Ex-Convent de Churubusco history
The battle, which took place on 20 August 1847, saw the Mexicans fighting to protect the Monastery of Churubusco from US troops. The Mexicans were defeated and the Americans took Ex-Convent de Churubusco and eventually conquered Mexico City.
The US invasion was but one example in a long history of foreign intervention in Mexico, as compellingly demonstrated in Churubusco’s Museo Nacional de las Intervenciones.
The building was erected in the 17th century on a temple built by the Dieguino fathers, which in turn had been built where a Franciscan hermitage existed since 1524. During pre-Hispanic times this site was an indigenous site called Teopanzolco, “place of the old temple”, dedicated to the god Huitzilopochtli.
From 1846 to 1848, during the US invasion of Mexico, the Mexican military used it as a fortress to resist enemy troops.
Some years later, the building functioned as a military hospital for contagious patients and was subsequently abandoned for a long time, until the Historical Museum of Transport was inaugurated in 1933.
Fittingly, Ex-Convent de Churubusco today houses the city’s National Museum of the Interventions, dedicated to exploring the history of foreign intervention in Mexico.

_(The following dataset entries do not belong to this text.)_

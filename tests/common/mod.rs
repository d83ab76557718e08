//! Common test utilities and fixtures for vista-graph integration tests
//!
//! - `VistaFixture` builds a temporary source tree: dictionary dumps,
//!   routine files and a package registry
//! - Assertion helpers over store and report contents

#![allow(unused_imports)]
#![allow(dead_code)]

pub mod assertions;
pub mod fixture;

pub use assertions::*;
pub use fixture::*;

Ex-Convent de Churubusco today
The Ex-Convent de Churubusco museum deals mostly with 19th century conflicts, including the French occupation of the 1860’s and the Mexican-American War. The Monastery of Churubusco provides a beautiful backdrop, with many of its rooms having been restored and its gardens adding a serene dimension to the experience.
The Museum of Interventions tells the story of foreign interventions in Mexico. There are old flags and all kinds of weapons that tell visitors about the different battles that resisted the walls of the Ex Convent, which still has some bullet holes in its façade.
Unfortunately for English speaking visitors, there is no translation on any of the exhibits.
Getting to Ex-Convent de Churubusco
The nearest stations is General Anaya metro (Blue Line 2, Taxqueña-Cuatro Caminos). From there go out to Calle 20 de Agosto and the site is to the west.